#### INFORMATION

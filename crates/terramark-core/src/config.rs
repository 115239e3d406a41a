//! Store config — serde structs for ~/.terramark/terramark.json
//!
//! Pure types and parsing only. A missing or unreadable file yields
//! defaults; the store then runs cache-and-seed only until a remote
//! endpoint is configured.

use serde::Deserialize;
use std::path::{Path, PathBuf};

#[derive(Debug, Clone, Default, Deserialize)]
#[serde(default)]
pub struct StoreConfig {
    pub remote: RemoteConfig,
    pub cache: CacheConfig,
    pub map: MapConfig,
}

#[derive(Debug, Clone, Default, Deserialize)]
#[serde(default)]
pub struct RemoteConfig {
    /// Endpoint holding the full collection (GET to read, PUT to replace).
    pub endpoint: String,
    /// Static credential sent as the X-Master-Key header.
    #[serde(rename = "apiKey")]
    pub api_key: String,
    /// Echo the last read revision token (If-Match) on writes. Required
    /// by backing stores that enforce optimistic concurrency.
    pub revisioned: bool,
}

#[derive(Debug, Clone, Deserialize)]
#[serde(default)]
pub struct CacheConfig {
    /// Cache directory; defaults to ~/.terramark
    pub dir: Option<String>,
    pub file: String,
}

impl Default for CacheConfig {
    fn default() -> Self {
        Self {
            dir: None,
            file: "territories.json".to_string(),
        }
    }
}

#[derive(Debug, Clone, Deserialize)]
#[serde(default)]
pub struct MapConfig {
    /// Initial viewport center as [lat, lon].
    pub center: [f64; 2],
    pub zoom: u8,
}

impl Default for MapConfig {
    fn default() -> Self {
        Self {
            // Kyiv
            center: [50.4501, 30.5234],
            zoom: 13,
        }
    }
}

impl StoreConfig {
    /// Load from a specific path. Missing or malformed files fall back
    /// to defaults rather than failing startup.
    pub fn load(path: &Path) -> Self {
        match std::fs::read_to_string(path) {
            Ok(content) => serde_json::from_str(&content).unwrap_or_default(),
            Err(_) => Self::default(),
        }
    }

    /// Discover from ~/.terramark/terramark.json.
    pub fn discover() -> Self {
        Self::load(&Self::default_path())
    }

    pub fn default_path() -> PathBuf {
        let home = std::env::var("HOME").unwrap_or_else(|_| "/tmp".into());
        PathBuf::from(home).join(".terramark").join("terramark.json")
    }

    /// Cache directory, tilde-expanded; defaults to ~/.terramark.
    pub fn cache_dir(&self) -> PathBuf {
        self.cache
            .dir
            .as_ref()
            .map(|d| expand_tilde(d))
            .unwrap_or_else(|| {
                let home = std::env::var("HOME").unwrap_or_else(|_| "/tmp".into());
                PathBuf::from(home).join(".terramark")
            })
    }

    pub fn cache_path(&self) -> PathBuf {
        self.cache_dir().join(&self.cache.file)
    }

    /// Credential, with TERRAMARK_API_KEY taking precedence over the file.
    pub fn api_key(&self) -> String {
        std::env::var("TERRAMARK_API_KEY").unwrap_or_else(|_| self.remote.api_key.clone())
    }

    pub fn remote_configured(&self) -> bool {
        !self.remote.endpoint.is_empty()
    }
}

pub fn expand_tilde(path: &str) -> PathBuf {
    if let Some(rest) = path.strip_prefix("~/") {
        if let Ok(home) = std::env::var("HOME") {
            return PathBuf::from(home).join(rest);
        }
    }
    PathBuf::from(path)
}

#[cfg(test)]
mod tests {
    use super::*;

    #[test]
    fn missing_file_yields_defaults() {
        let config = StoreConfig::load(Path::new("/nonexistent/terramark.json"));
        assert!(!config.remote_configured());
        assert_eq!(config.cache.file, "territories.json");
        assert_eq!(config.map.zoom, 13);
    }

    #[test]
    fn partial_config_fills_defaults() {
        let config: StoreConfig = serde_json::from_str(
            r#"{"remote": {"endpoint": "https://example.com/bin/1", "apiKey": "k"}}"#,
        )
        .unwrap();
        assert!(config.remote_configured());
        assert!(!config.remote.revisioned);
        assert_eq!(config.map.center, [50.4501, 30.5234]);
    }
}
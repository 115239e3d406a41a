//! terramark — offline-first territory map store & editor
//!
//! Usage:
//!   terramark show                        → load (remote → cache → defaults) and list
//!   terramark sync                        → push the local cache to the remote authority
//!   terramark export [--out PATH]         → write a dated artifact file
//!   terramark import FILE --merge|--replace
//!   terramark add --name N --point lat,lon --point lat,lon --point lat,lon
//!   terramark delete NAME [--yes]
//!   terramark last-sync

use anyhow::{anyhow, bail, Context};
use clap::{Parser, Subcommand};
use std::path::PathBuf;
use std::sync::Arc;
use terramark_core::{GeoPoint, Status, StoreConfig, TerritoryMeta};
use terramark_editor::{Decision, Editor};
use terramark_store::{
    HttpRemote, ImportResolution, LocalCache, PendingImport, SyncStatus, TerritoryStore,
};
use tracing_subscriber::{layer::SubscriberExt, util::SubscriberInitExt};

mod render;

#[derive(Parser)]
#[command(
    name = "terramark",
    about = "Offline-first territory map store and editor",
    version = env!("CARGO_PKG_VERSION")
)]
struct Cli {
    /// Config file (default: ~/.terramark/terramark.json)
    #[arg(short, long, global = true)]
    config: Option<PathBuf>,

    #[command(subcommand)]
    command: Commands,
}

#[derive(Subcommand)]
enum Commands {
    /// Load territories and draw the collection
    Show,
    /// Push the local cache to the remote authority (last-writer-wins)
    Sync,
    /// Export the collection to an artifact file
    Export {
        /// Output path (default: terramark_territories_<date>.json)
        #[arg(short, long)]
        out: Option<PathBuf>,
    },
    /// Import an artifact; pick exactly one resolution
    Import {
        file: PathBuf,
        /// Append imported records to the existing collection
        #[arg(long, conflicts_with = "replace")]
        merge: bool,
        /// Discard the existing collection and adopt the imported one
        #[arg(long)]
        replace: bool,
    },
    /// Capture a territory from the given points and commit it
    Add {
        #[arg(long)]
        name: String,
        /// Boundary vertex as lat,lon — repeat at least three times;
        /// the order given is the shape
        #[arg(long = "point", value_parser = parse_point, required = true)]
        points: Vec<GeoPoint>,
        #[arg(long, default_value = "")]
        price: String,
        /// ready | building | planned | stopped (other values accepted)
        #[arg(long, default_value = "building")]
        status: String,
        #[arg(long, default_value = "")]
        description: String,
        #[arg(long, default_value = "")]
        floors: String,
        #[arg(long, default_value = "")]
        developer: String,
    },
    /// Arm delete mode and remove a territory by name
    Delete {
        name: String,
        /// Skip the confirmation prompt
        #[arg(short, long)]
        yes: bool,
    },
    /// Show when the local cache was last written
    LastSync,
}

fn parse_point(s: &str) -> Result<GeoPoint, String> {
    let (lat, lon) = s
        .split_once(',')
        .ok_or_else(|| format!("expected lat,lon, got {:?}", s))?;
    let lat = lat
        .trim()
        .parse()
        .map_err(|_| format!("bad latitude: {:?}", lat))?;
    let lon = lon
        .trim()
        .parse()
        .map_err(|_| format!("bad longitude: {:?}", lon))?;
    Ok(GeoPoint::new(lat, lon))
}

#[tokio::main]
async fn main() -> anyhow::Result<()> {
    init_tracing();
    let cli = Cli::parse();

    let config = cli
        .config
        .as_deref()
        .map(StoreConfig::load)
        .unwrap_or_else(StoreConfig::discover);
    let store = Arc::new(TerritoryStore::new(
        LocalCache::new(config.cache_path()),
        Arc::new(HttpRemote::from_config(&config)),
    ));

    match cli.command {
        Commands::Show => {
            let source = store.load().await;
            println!("{}", source.status_message());
            render::draw_collection(&store.snapshot().await);
        }

        Commands::Sync => match store.sync_to_remote().await {
            SyncStatus::Synced => println!("synced successfully"),
            SyncStatus::NothingToSync => println!("nothing to sync: local cache is empty"),
            SyncStatus::Failed(reason) => {
                println!("sync failed, data kept locally: {}", reason)
            }
        },

        Commands::Export { out } => {
            store.load().await;
            let path = store.export_to_file(out).await?;
            println!("exported {} territories to {}", store.len().await, path.display());
        }

        Commands::Import {
            file,
            merge,
            replace,
        } => {
            if !merge && !replace {
                bail!("choose exactly one of --merge or --replace");
            }
            store.load().await;
            let artifact = std::fs::read_to_string(&file)
                .with_context(|| format!("cannot read {}", file.display()))?;
            let pending = PendingImport::parse(&artifact)?;
            let count = pending.len();
            let resolution = if merge {
                ImportResolution::Merge
            } else {
                ImportResolution::Replace
            };
            let total = store.apply_import(pending, resolution).await;
            println!("imported {} territories ({} total)", count, total);
            render::draw_collection(&store.snapshot().await);
        }

        Commands::Add {
            name,
            points,
            price,
            status,
            description,
            floors,
            developer,
        } => {
            store.load().await;
            let mut editor = Editor::new(store.clone());
            editor.start();
            for point in points {
                editor.add_point(point)?;
                if let Some(session) = editor.session() {
                    render::draw_session(session);
                }
            }
            editor.finish()?;
            let territory = editor
                .commit(TerritoryMeta {
                    name,
                    price,
                    status: Status::from(status.as_str()),
                    description,
                    floor_info: floors,
                    developer,
                })
                .await?;
            println!(
                "added \"{}\" with {} points",
                territory.name,
                territory.boundary.len()
            );
        }

        Commands::Delete { name, yes } => {
            store.load().await;
            let target = store
                .find_by_name(&name)
                .await
                .ok_or_else(|| anyhow!("no territory named {:?}", name))?;

            let mut editor = Editor::new(store.clone());
            editor.arm_delete();
            let request = editor.request_delete(&target.id).await?;
            let decision = if yes || confirm(&request.name)? {
                Decision::Confirm
            } else {
                Decision::Abandon
            };
            match editor.resolve_delete(request, decision).await? {
                Some(removed) => println!("deleted \"{}\"", removed.name),
                None => println!("kept \"{}\"", name),
            }
        }

        Commands::LastSync => match store.last_sync() {
            Some(ts) => println!("{}", ts.to_rfc3339()),
            None => println!("never"),
        },
    }

    Ok(())
}

fn confirm(name: &str) -> anyhow::Result<bool> {
    use std::io::Write;
    print!("delete \"{}\"? [y/N] ", name);
    std::io::stdout().flush()?;
    let mut line = String::new();
    std::io::stdin().read_line(&mut line)?;
    Ok(matches!(line.trim(), "y" | "Y" | "yes"))
}

fn init_tracing() {
    tracing_subscriber::registry()
        .with(
            tracing_subscriber::EnvFilter::try_from_default_env()
                .unwrap_or_else(|_| "terramark=info".into()),
        )
        .with(tracing_subscriber::fmt::layer().with_writer(std::io::stderr))
        .init();
}
//! Terramark Core - entity model, error taxonomy, config, seed data

pub mod config;
pub mod error;
pub mod seed;
pub mod types;

pub use config::StoreConfig;
pub use error::{Error, Result};
pub use types::*;
//! Remote authority — the network-backed store, source of truth when
//! reachable.
//!
//! The HTTP shape matches JSONBin-style collection endpoints: GET returns
//! either the raw array or a `{ "record": [...] }` wrapper, PUT replaces
//! the whole collection. Revisioned stores get their optimistic-concurrency
//! token via ETag/If-Match. Every failure maps to `RemoteUnavailable`; the
//! gateway treats that as a cache-miss equivalent.

use async_trait::async_trait;
use reqwest::Client;
use serde_json::Value;
use terramark_core::{Collection, Error, Result, StoreConfig, Territory};
use tracing::{debug, error};

/// A read of the remote collection plus its revision token, if the
/// backing store emits one.
#[derive(Debug, Clone)]
pub struct RemoteSnapshot {
    pub territories: Collection,
    pub revision: Option<String>,
}

#[async_trait]
pub trait RemoteAuthority: Send + Sync {
    /// True when the backing store enforces optimistic concurrency and
    /// writes must carry a prior read's revision token.
    fn requires_revision(&self) -> bool {
        false
    }

    /// Fetch the full collection. `Ok(None)` means reachable but empty.
    async fn fetch(&self) -> Result<Option<RemoteSnapshot>>;

    /// Replace the remote collection in full (last-writer-wins). Returns
    /// the new revision token when the store emits one.
    async fn push(
        &self,
        territories: &[Territory],
        revision: Option<&str>,
    ) -> Result<Option<String>>;
}

pub struct HttpRemote {
    client: Client,
    endpoint: String,
    api_key: String,
    revisioned: bool,
}

impl HttpRemote {
    pub fn new(endpoint: impl Into<String>, api_key: impl Into<String>) -> Self {
        Self {
            client: Client::new(),
            endpoint: endpoint.into(),
            api_key: api_key.into(),
            revisioned: false,
        }
    }

    pub fn from_config(config: &StoreConfig) -> Self {
        Self::new(config.remote.endpoint.clone(), config.api_key()).revisioned(config.remote.revisioned)
    }

    pub fn revisioned(mut self, yes: bool) -> Self {
        self.revisioned = yes;
        self
    }

    fn require_endpoint(&self) -> Result<&str> {
        if self.endpoint.is_empty() {
            return Err(Error::remote_unavailable("no remote endpoint configured"));
        }
        Ok(&self.endpoint)
    }
}

fn etag(response: &reqwest::Response) -> Option<String> {
    response
        .headers()
        .get(reqwest::header::ETAG)
        .and_then(|v| v.to_str().ok())
        .map(String::from)
}

#[async_trait]
impl RemoteAuthority for HttpRemote {
    fn requires_revision(&self) -> bool {
        self.revisioned
    }

    async fn fetch(&self) -> Result<Option<RemoteSnapshot>> {
        let endpoint = self.require_endpoint()?;

        let response = self
            .client
            .get(endpoint)
            .header("X-Master-Key", &self.api_key)
            .header("X-Bin-Meta", "false")
            .send()
            .await
            .map_err(|e| Error::remote_unavailable(e.to_string()))?;

        let status = response.status();
        if !status.is_success() {
            let body = response.text().await.unwrap_or_default();
            error!("remote fetch failed {}: {}", status, body);
            return Err(Error::remote_unavailable(format!("{}: {}", status, body)));
        }

        let revision = etag(&response);
        let body: Value = response
            .json()
            .await
            .map_err(|e| Error::remote_unavailable(e.to_string()))?;

        // Raw array, or a wrapper object with the collection under `record`.
        let record = match body {
            Value::Object(mut obj) => obj.remove("record").unwrap_or(Value::Null),
            other => other,
        };
        if record.is_null() {
            return Ok(None);
        }

        let territories: Collection = serde_json::from_value(record)
            .map_err(|e| Error::remote_unavailable(format!("unexpected payload: {}", e)))?;
        if territories.is_empty() {
            return Ok(None);
        }

        debug!("fetched {} territories from remote", territories.len());
        Ok(Some(RemoteSnapshot {
            territories,
            revision,
        }))
    }

    async fn push(
        &self,
        territories: &[Territory],
        revision: Option<&str>,
    ) -> Result<Option<String>> {
        let endpoint = self.require_endpoint()?;

        let mut request = self
            .client
            .put(endpoint)
            .header("X-Master-Key", &self.api_key)
            .json(&territories);
        if self.revisioned {
            if let Some(rev) = revision {
                request = request.header(reqwest::header::IF_MATCH, rev);
            }
        }

        let response = request
            .send()
            .await
            .map_err(|e| Error::remote_unavailable(e.to_string()))?;

        let status = response.status();
        if !status.is_success() {
            let body = response.text().await.unwrap_or_default();
            error!("remote push failed {}: {}", status, body);
            if status.as_u16() == 412 {
                return Err(Error::remote_unavailable(format!(
                    "revision conflict: {}",
                    body
                )));
            }
            return Err(Error::remote_unavailable(format!("{}: {}", status, body)));
        }

        debug!("pushed {} territories to remote", territories.len());
        Ok(etag(&response))
    }
}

########

WHAT YOU SHOULD DO: Copy every line of the records above, starting with the first, up to and including the line containing "pub center: [f64;".

FINISHED EXERCISE:
filename crates/terramark-core/src/config.rs
repository 115239e3d406a41a
//! Store config — serde structs for ~/.terramark/terramark.json
//!
//! Pure types and parsing only. A missing or unreadable file yields
//! defaults; the store then runs cache-and-seed only until a remote
//! endpoint is configured.

use serde::Deserialize;
use std::path::{Path, PathBuf};

#[derive(Debug, Clone, Default, Deserialize)]
#[serde(default)]
pub struct StoreConfig {
    pub remote: RemoteConfig,
    pub cache: CacheConfig,
    pub map: MapConfig,
}

#[derive(Debug, Clone, Default, Deserialize)]
#[serde(default)]
pub struct RemoteConfig {
    /// Endpoint holding the full collection (GET to read, PUT to replace).
    pub endpoint: String,
    /// Static credential sent as the X-Master-Key header.
    #[serde(rename = "apiKey")]
    pub api_key: String,
    /// Echo the last read revision token (If-Match) on writes. Required
    /// by backing stores that enforce optimistic concurrency.
    pub revisioned: bool,
}

#[derive(Debug, Clone, Deserialize)]
#[serde(default)]
pub struct CacheConfig {
    /// Cache directory; defaults to ~/.terramark
    pub dir: Option<String>,
    pub file: String,
}

impl Default for CacheConfig {
    fn default() -> Self {
        Self {
            dir: None,
            file: "territories.json".to_string(),
        }
    }
}

#[derive(Debug, Clone, Deserialize)]
#[serde(default)]
pub struct MapConfig {
    /// Initial viewport center as [lat, lon].
    pub center: [f64; 2],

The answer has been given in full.